China and Cambodia begin construction of Ream naval base, demonstrating iron-clad relationship

The launch of a project at the Ream Naval Base, which Cambodian officials say will use Chinese donations to renovate the port. comes amid Western concern that Beijing is looking for a military outpost at a site in the Gulf of Thailand.

Cambodian Defense Minister Thea Ban dismissed such claims, stressing during the ceremony that the project was in line with Cambodia’s constitution, which bans foreign military bases on its territory, and that the Southeast Asian country is open to development assistance from other countries.

“We need to upgrade our base to protect our nation, territory and sovereignty,” Thea Ban said, describing the project as an “upgrade” that includes construction and maintenance work on the dry dock, wharf and slipway, according to the state administration. news agency Agence Kampuchea Presse (AKP).

The base upgrade “does not target any third party and will promote even closer practical cooperation between the two armed forces,” Chinese Ambassador Wang Wentian said at the groundbreaking ceremony.

“The military cooperation between China and Cambodia, which is a strong pillar of the iron partnership, is in the fundamental interests of our two nations and two peoples,” he said, quoted by the AKP.

China’s role at the Ream naval base, which occupies a strategic position near the southern tip of Cambodia close to the South China Sea, has drawn Washington’s attention in recent years as it watches for signs that Beijing is expanding its military footprint.
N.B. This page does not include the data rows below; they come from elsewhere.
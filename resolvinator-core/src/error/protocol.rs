//! Inbound frame rejection reasons.
//!
//! A `ProtocolError` always concerns a single frame. The frame is dropped and
//! the reason logged; the connection stays open.

use serde::{Deserialize, Serialize};
use thiserror::Error;

/// Reason an inbound frame was rejected before or during routing.
#[derive(Error, Debug, Clone, PartialEq, Eq, Serialize, Deserialize)]
pub enum ProtocolError {
    /// The frame text is not valid JSON.
    #[error("[Protocol] Malformed JSON: {reason}")]
    MalformedJson {
        /// Parser message.
        reason: String,
    },

    /// A required frame field is absent.
    #[error("[Protocol] Missing required field '{field}'")]
    MissingField {
        /// Name of the missing field.
        field: String,
    },

    /// A field is present but has the wrong shape.
    #[error("[Protocol] Invalid field '{field}': {reason}")]
    InvalidField {
        /// Name of the field.
        field: String,
        /// What is wrong with it.
        reason: String,
    },

    /// The serialized payload exceeds the size ceiling.
    #[error("[Protocol] Payload of {size} bytes exceeds limit of {limit} bytes")]
    PayloadTooLarge {
        /// Serialized payload size in bytes.
        size: usize,
        /// Configured ceiling in bytes.
        limit: usize,
    },

    /// Too many frames arrived inside the current rate window.
    #[error("[Protocol] Rate limit exceeded: {count} frames in window (max {limit})")]
    RateLimited {
        /// Frames counted in the current window.
        count: u32,
        /// Configured maximum.
        limit: u32,
    },

    /// A user identifier in a payload is not numeric.
    #[error("[Protocol] Invalid user id: {value}")]
    InvalidUserId {
        /// The offending value, rendered as JSON.
        value: String,
    },

    /// The server rejected the client's credentials.
    #[error("[Protocol] Unauthorized")]
    Unauthorized,

    /// A message body could not be encrypted or decrypted.
    #[error("[Protocol] Cipher failure: {reason}")]
    Cipher {
        /// What went wrong.
        reason: String,
    },
}

impl ProtocolError {
    /// Returns the severity level of this error.
    #[must_use]
    pub fn severity(&self) -> super::ErrorSeverity {
        use super::ErrorSeverity;
        match self {
            Self::Unauthorized => ErrorSeverity::Fatal,
            Self::RateLimited { .. } => ErrorSeverity::Info,
            _ => ErrorSeverity::Warning,
        }
    }

    /// Creates a missing field error.
    #[must_use]
    pub fn missing_field(field: impl Into<String>) -> Self {
        Self::MissingField {
            field: field.into(),
        }
    }

    /// Creates an invalid field error.
    #[must_use]
    pub fn invalid_field(field: impl Into<String>, reason: impl Into<String>) -> Self {
        Self::InvalidField {
            field: field.into(),
            reason: reason.into(),
        }
    }
}

#[cfg(test)]
mod tests {
    use super::*;
    use crate::error::ErrorSeverity;

    #[test]
    fn test_payload_too_large_display() {
        let error = ProtocolError::PayloadTooLarge {
            size: 2_000_000,
            limit: 1_048_576,
        };
        let text = error.to_string();
        assert!(text.contains("2000000"));
        assert!(text.contains("1048576"));
    }

    #[test]
    fn test_missing_field_helper() {
        let error = ProtocolError::missing_field("topic");
        assert_eq!(
            error,
            ProtocolError::MissingField {
                field: "topic".to_string()
            }
        );
        assert_eq!(error.severity(), ErrorSeverity::Warning);
    }

    #[test]
    fn test_unauthorized_severity() {
        assert_eq!(ProtocolError::Unauthorized.severity(), ErrorSeverity::Fatal);
    }
}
Undersecretary of State Wendy Sherman reiterated US concerns about China’s “military presence and facility construction” at the base at a meeting with Cambodian Deputy Prime Minister and Foreign Minister Prak Sokhonne last month, according to the US State Department.

Both Phnom Penh and Beijing, which have strengthened economic and diplomatic ties in recent years, strongly dismissed such concerns, this week dismissing reports that China is building its own naval facility at the Ream Naval Base.

The denial came after The Washington Post reported on Monday, citing unnamed Western officials, that China was secretly building a naval facility at the northern end of the base solely for its military.

At a press briefing on Tuesday, Chinese Foreign Ministry spokesman Zhao Lijian called the accusations “a typical act of intimidation” by the United States.

“The US remains deaf to Cambodia’s position, repeatedly making malicious speculations, attacking and vilifying Cambodia, and even threatening and putting pressure on Cambodia,” Zhao said.

According to the AKP, Prak Sokhonn also denied “baseless allegations” in a phone call with Australian Foreign Minister Penny Wong on Tuesday.

He added that the reconstruction of the base served “exclusively to strengthen the country’s naval capacity to protect its maritime integrity and fight crime.”

Australian Prime Minister Anthony Albanese called the report “relatively” during a visit to Indonesia on Tuesday.

“We have been aware of Beijing’s activity in Ream for some time, and we urge Beijing to be transparent about its intentions and ensure that its activities support regional security and stability,” he told reporters, adding that the Cambodian government “consistently assured Canberra that no foreign military will be granted exclusive access to the Rome base.

China’s aggressive behavior in the South China Sea in recent years, as well as its growing navy and assertive foreign policy, have raised fears among Western leaders that Beijing may try to use security and other deals with foreign governments for a military presence abroad.

Currently, the Chinese military has only one overseas base in Djibouti.

Beijing has insisted that its international partnership is for common development, but it has also criticized Washington’s global network of military bases.

An editorial in state-run nationalist tabloid Global Times on Thursday said “recurring rumors” about a Chinese naval base in Cambodia have been repeatedly debunked.

But he added that “if one day, due to the need to protect national interests and assume international duties and obligations, China decides to build new supply bases abroad, it will be honest.”

“The United States has no right to point fingers and interfere with legitimate and mutually beneficial cooperation between other countries,” the article says.

Additional coverage by CNN’s Beijing bureau, Martin Goilando and Hannah Ritchie.